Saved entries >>
- - - - -

//! Grant and delegation administration.

use std::sync::Arc;

use time::OffsetDateTime;
use uuid::Uuid;

use crate::AuthResult;
use crate::config::StorageConfig;
use crate::error::AdminError;
use crate::rbac::{ActionPattern, PermissionCatalog, PermissionPattern, ResourcePattern, Role};
use crate::storage::{
    AuthzStores, Delegation, DelegationLog, DelegationRecord, Grant, GrantKind, GrantLog,
    GrantRecord, Revocation, RoleScope, ValidityWindow,
};
use crate::types::Subject;

/// Validates and records grants, revocations and delegations.
///
/// Every mutation is checked against the grantor's own rank: nobody can hand
/// out authority they do not hold. Writes are optimistic; on a version
/// conflict the service re-reads the log, re-validates and retries up to
/// `storage.max_write_retries` times.
pub struct GrantService {
    catalog: Arc<PermissionCatalog>,
    stores: AuthzStores,
    config: StorageConfig,
}

impl GrantService {
    /// Creates a service over the given stores.
    #[must_use]
    pub fn new(catalog: Arc<PermissionCatalog>, stores: AuthzStores, config: StorageConfig) -> Self {
        Self {
            catalog,
            stores,
            config,
        }
    }

    // =========================================================================
    // Grants
    // =========================================================================

    /// Grants `actions` on `resource` to a subject.
    ///
    /// # Errors
    ///
    /// - `INVALID_GRANT` for an empty action list or an expiry not in the future
    /// - `SUBJECT_NOT_FOUND` if the subject or grantor is unknown
    /// - `GRANT_ESCALATION_REJECTED` if any pattern implies a rank above the grantor's
    pub async fn grant(
        &self,
        subject_id: &str,
        resource: ResourcePattern,
        actions: &[ActionPattern],
        granted_by: &str,
        reason: &str,
        expires_at: Option<OffsetDateTime>,
    ) -> AuthResult<Grant> {
        if actions.is_empty() {
            return Err(AdminError::invalid_grant("at least one action is required").into());
        }
        let now = OffsetDateTime::now_utc();
        Self::check_expiry(expires_at, now)?;

        let grantor = self.require_subject(granted_by).await?;
        self.require_subject(subject_id).await?;

        let mut permissions: Vec<PermissionPattern> = actions
            .iter()
            .map(|action| PermissionPattern::new(resource, *action))
            .collect();
        permissions.dedup();

        let required = self
            .catalog
            .hierarchy()
            .highest(permissions.iter().map(|p| self.catalog.implied_role(p)))
            .unwrap_or_else(|| self.catalog.hierarchy().top_role());
        self.check_ceiling(&grantor, required)?;

        let grant = Grant {
            id: Uuid::new_v4(),
            subject_id: subject_id.to_string(),
            kind: GrantKind::Permissions { permissions },
            granted_by: grantor.id.clone(),
            granted_by_role: grantor.role,
            granted_at: now,
            reason: reason.to_string(),
            expires_at,
        };
        self.append_grant(subject_id, |_| Ok(GrantRecord::Granted(grant.clone())))
            .await?;

        tracing::info!(
            grant_id = %grant.id,
            subject = %subject_id,
            granted_by = %grantor.id,
            permissions = ?grant.permissions().iter().map(ToString::to_string).collect::<Vec<_>>(),
            "Permission grant recorded"
        );
        Ok(grant)
    }

    /// Assigns a role that applies only within `scope`.
    ///
    /// # Errors
    ///
    /// - `INVALID_GRANT` for an expiry not in the future
    /// - `SUBJECT_NOT_FOUND` if the subject or grantor is unknown
    /// - `GRANT_ESCALATION_REJECTED` if `role` ranks above the grantor
    pub async fn grant_scoped_role(
        &self,
        subject_id: &str,
        role: Role,
        scope: RoleScope,
        granted_by: &str,
        reason: &str,
        expires_at: Option<OffsetDateTime>,
    ) -> AuthResult<Grant> {
        let now = OffsetDateTime::now_utc();
        Self::check_expiry(expires_at, now)?;

        let grantor = self.require_subject(granted_by).await?;
        self.require_subject(subject_id).await?;
        self.check_ceiling(&grantor, role)?;

        let grant = Grant {
            id: Uuid::new_v4(),
            subject_id: subject_id.to_string(),
            kind: GrantKind::ScopedRole {
                role,
                scope: scope.clone(),
            },
            granted_by: grantor.id.clone(),
            granted_by_role: grantor.role,
            granted_at: now,
            reason: reason.to_string(),
            expires_at,
        };
        self.append_grant(subject_id, |_| Ok(GrantRecord::Granted(grant.clone())))
            .await?;

        tracing::info!(
            grant_id = %grant.id,
            subject = %subject_id,
            granted_by = %grantor.id,
            %role,
            %scope,
            "Scoped role recorded"
        );
        Ok(grant)
    }

    /// Revokes a grant by appending a superseding record.
    ///
    /// # Errors
    ///
    /// - `GRANT_NOT_FOUND` if the grant is unknown or already revoked
    /// - `SUBJECT_NOT_FOUND` if the revoker is unknown
    /// - `GRANT_ESCALATION_REJECTED` if the grant implies a rank above the revoker's
    pub async fn revoke(&self, grant_id: Uuid, revoked_by: &str, reason: &str) -> AuthResult<()> {
        let subject_id = self
            .stores
            .grants
            .subject_of(grant_id)
            .await?
            .ok_or(AdminError::GrantNotFound { id: grant_id })?;
        let revoker = self.require_subject(revoked_by).await?;

        self.append_grant(&subject_id, |log| {
            let grant = log
                .find(grant_id)
                .filter(|_| !log.is_revoked(grant_id))
                .ok_or(AdminError::GrantNotFound { id: grant_id })?;
            self.check_ceiling(&revoker, self.implied_role(grant))?;
            Ok(GrantRecord::Revoked(Revocation {
                target: grant_id,
                revoked_by: revoker.id.clone(),
                revoked_at: OffsetDateTime::now_utc(),
                reason: reason.to_string(),
            }))
        })
        .await?;

        tracing::info!(
            grant_id = %grant_id,
            subject = %subject_id,
            revoked_by = %revoker.id,
            "Grant revoked"
        );
        Ok(())
    }

    /// Returns a subject's full grant history, including revocations.
    ///
    /// # Errors
    ///
    /// Returns an error if the grant store cannot be read.
    pub async fn history(&self, subject_id: &str) -> AuthResult<Vec<GrantRecord>> {
        Ok(self.stores.grants.load(subject_id).await?.records)
    }

    // =========================================================================
    // Delegations
    // =========================================================================

    /// Lets `delegate_id` act with `delegator_id`'s authority during `window`.
    ///
    /// # Errors
    ///
    /// - `INVALID_DELEGATION` for an empty window or self-delegation
    /// - `SUBJECT_NOT_FOUND` if any party is unknown
    /// - `GRANT_ESCALATION_REJECTED` if the grantor is neither the delegator nor
    ///   ranked at least as high
    /// - `DELEGATION_CONFLICT` if the window overlaps an unrevoked delegation
    ///   of the same pair
    pub async fn delegate(
        &self,
        delegator_id: &str,
        delegate_id: &str,
        window: ValidityWindow,
        granted_by: &str,
        reason: &str,
    ) -> AuthResult<Delegation> {
        if delegator_id == delegate_id {
            return Err(AdminError::invalid_delegation("a subject cannot delegate to itself").into());
        }
        if window.is_empty() {
            return Err(AdminError::invalid_delegation(format!(
                "window [{}, {}) is empty",
                window.start, window.end
            ))
            .into());
        }

        let delegator = self.require_subject(delegator_id).await?;
        self.require_subject(delegate_id).await?;
        let grantor = if granted_by == delegator_id {
            delegator.clone()
        } else {
            self.require_subject(granted_by).await?
        };
        if grantor.id != delegator.id {
            self.check_ceiling(&grantor, delegator.role)?;
        }

        let delegation = Delegation {
            id: Uuid::new_v4(),
            delegator_id: delegator.id.clone(),
            delegate_id: delegate_id.to_string(),
            window,
            granted_by: grantor.id.clone(),
            granted_at: OffsetDateTime::now_utc(),
            reason: reason.to_string(),
        };
        self.append_delegation(delegate_id, |log| {
            if let Some(existing) = log.conflicting(delegator_id, &window) {
                tracing::warn!(
                    delegator = %delegator_id,
                    delegate = %delegate_id,
                    existing = %existing.id,
                    "Delegation window overlaps existing delegation"
                );
                return Err(AdminError::DelegationConflict {
                    existing: existing.id,
                }
                .into());
            }
            Ok(DelegationRecord::Delegated(delegation.clone()))
        })
        .await?;

        tracing::info!(
            delegation_id = %delegation.id,
            delegator = %delegator_id,
            delegate = %delegate_id,
            start = %window.start,
            end = %window.end,
            "Delegation recorded"
        );
        Ok(delegation)
    }

    /// Revokes a delegation by appending a superseding record.
    ///
    /// The delegator, the delegate, and anyone ranked at least as high as the
    /// delegator may revoke.
    ///
    /// # Errors
    ///
    /// - `DELEGATION_NOT_FOUND` if the delegation is unknown or already revoked
    /// - `SUBJECT_NOT_FOUND` if the revoker is unknown
    /// - `GRANT_ESCALATION_REJECTED` if the revoker lacks standing
    pub async fn revoke_delegation(
        &self,
        delegation_id: Uuid,
        revoked_by: &str,
        reason: &str,
    ) -> AuthResult<()> {
        let delegate_id = self
            .stores
            .delegations
            .delegate_of(delegation_id)
            .await?
            .ok_or(AdminError::DelegationNotFound { id: delegation_id })?;
        let revoker = self.require_subject(revoked_by).await?;

        let log = self.stores.delegations.load(&delegate_id).await?;
        let delegator_id = log
            .find(delegation_id)
            .map(|d| d.delegator_id.clone())
            .ok_or(AdminError::DelegationNotFound { id: delegation_id })?;
        if revoker.id != delegator_id && revoker.id != delegate_id {
            let delegator = self.require_subject(&delegator_id).await?;
            self.check_ceiling(&revoker, delegator.role)?;
        }

        self.append_delegation(&delegate_id, |log| {
            if log.find(delegation_id).is_none() || log.is_revoked(delegation_id) {
                return Err(AdminError::DelegationNotFound { id: delegation_id }.into());
            }
            Ok(DelegationRecord::Revoked(Revocation {
                target: delegation_id,
                revoked_by: revoker.id.clone(),
                revoked_at: OffsetDateTime::now_utc(),
                reason: reason.to_string(),
            }))
        })
        .await?;

        tracing::info!(
            delegation_id = %delegation_id,
            delegate = %delegate_id,
            revoked_by = %revoker.id,
            "Delegation revoked"
        );
        Ok(())
    }

    /// Returns a delegate's full delegation history, including revocations.
    ///
    /// # Errors
    ///
    /// Returns an error if the delegation store cannot be read.
    pub async fn delegation_history(&self, delegate_id: &str) -> AuthResult<Vec<DelegationRecord>> {
        Ok(self.stores.delegations.load(delegate_id).await?.records)
    }

    // =========================================================================
    // Helpers
    // =========================================================================

    fn check_expiry(expires_at: Option<OffsetDateTime>, now: OffsetDateTime) -> AuthResult<()> {
        match expires_at {
            Some(expiry) if expiry <= now => {
                Err(AdminError::invalid_grant(format!("expiry {expiry} is not in the future")).into())
            }
            _ => Ok(()),
        }
    }

    fn check_ceiling(&self, grantor: &Subject, required: Role) -> AuthResult<()> {
        if self.catalog.hierarchy().is_at_least(grantor.role, required) {
            return Ok(());
        }
        tracing::warn!(
            grantor = %grantor.id,
            grantor_role = %grantor.role,
            required = %required,
            "Grant escalation rejected"
        );
        Err(AdminError::EscalationRejected {
            grantor: grantor.role,
            required,
        }
        .into())
    }

    /// Role a grant confers at most.
    fn implied_role(&self, grant: &Grant) -> Role {
        match &grant.kind {
            GrantKind::ScopedRole { role, .. } => *role,
            GrantKind::Permissions { permissions } => self
                .catalog
                .hierarchy()
                .highest(permissions.iter().map(|p| self.catalog.implied_role(p)))
                .unwrap_or_else(|| self.catalog.hierarchy().top_role()),
        }
    }

    async fn require_subject(&self, id: &str) -> AuthResult<Subject> {
        self.stores
            .subjects
            .find(id)
            .await?
            .ok_or_else(|| AdminError::SubjectNotFound { id: id.to_string() }.into())
    }

    async fn append_grant<F>(&self, subject_id: &str, mut build: F) -> AuthResult<u64>
    where
        F: FnMut(&GrantLog) -> AuthResult<GrantRecord>,
    {
        let mut attempt = 0;
        loop {
            let log = self.stores.grants.load(subject_id).await?;
            let record = build(&log)?;
            match self
                .stores
                .grants
                .append(subject_id, log.version, record)
                .await
            {
                Err(e) if e.is_version_conflict() && attempt < self.config.max_write_retries => {
                    attempt += 1;
                    tracing::debug!(subject = %subject_id, attempt, "Grant log moved, retrying");
                }
                result => return result,
            }
        }
    }

    async fn append_delegation<F>(&self, delegate_id: &str, mut build: F) -> AuthResult<u64>
    where
        F: FnMut(&DelegationLog) -> AuthResult<DelegationRecord>,
    {
        let mut attempt = 0;
        loop {
            let log = self.stores.delegations.load(delegate_id).await?;
            let record = build(&log)?;
            match self
                .stores
                .delegations
                .append(delegate_id, log.version, record)
                .await
            {
                Err(e) if e.is_version_conflict() && attempt < self.config.max_write_retries => {
                    attempt += 1;
                    tracing::debug!(delegate = %delegate_id, attempt, "Delegation log moved, retrying");
                }
                result => return result,
            }
        }
    }
}

impl std::fmt::Debug for GrantService {
    fn fmt(&self, f: &mut std::fmt::Formatter<'_>) -> std::fmt::Result {
        f.debug_struct("GrantService")
            .field("config", &self.config)
            .finish_non_exhaustive()
    }
}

- - - - -

HOW TO COMPLETE THIS TASK >>
Search the entries for the string "target" and collect each line that has it.

REPLY TO THE EXERCISE >>
                target: grant_id,
                target: delegation_id,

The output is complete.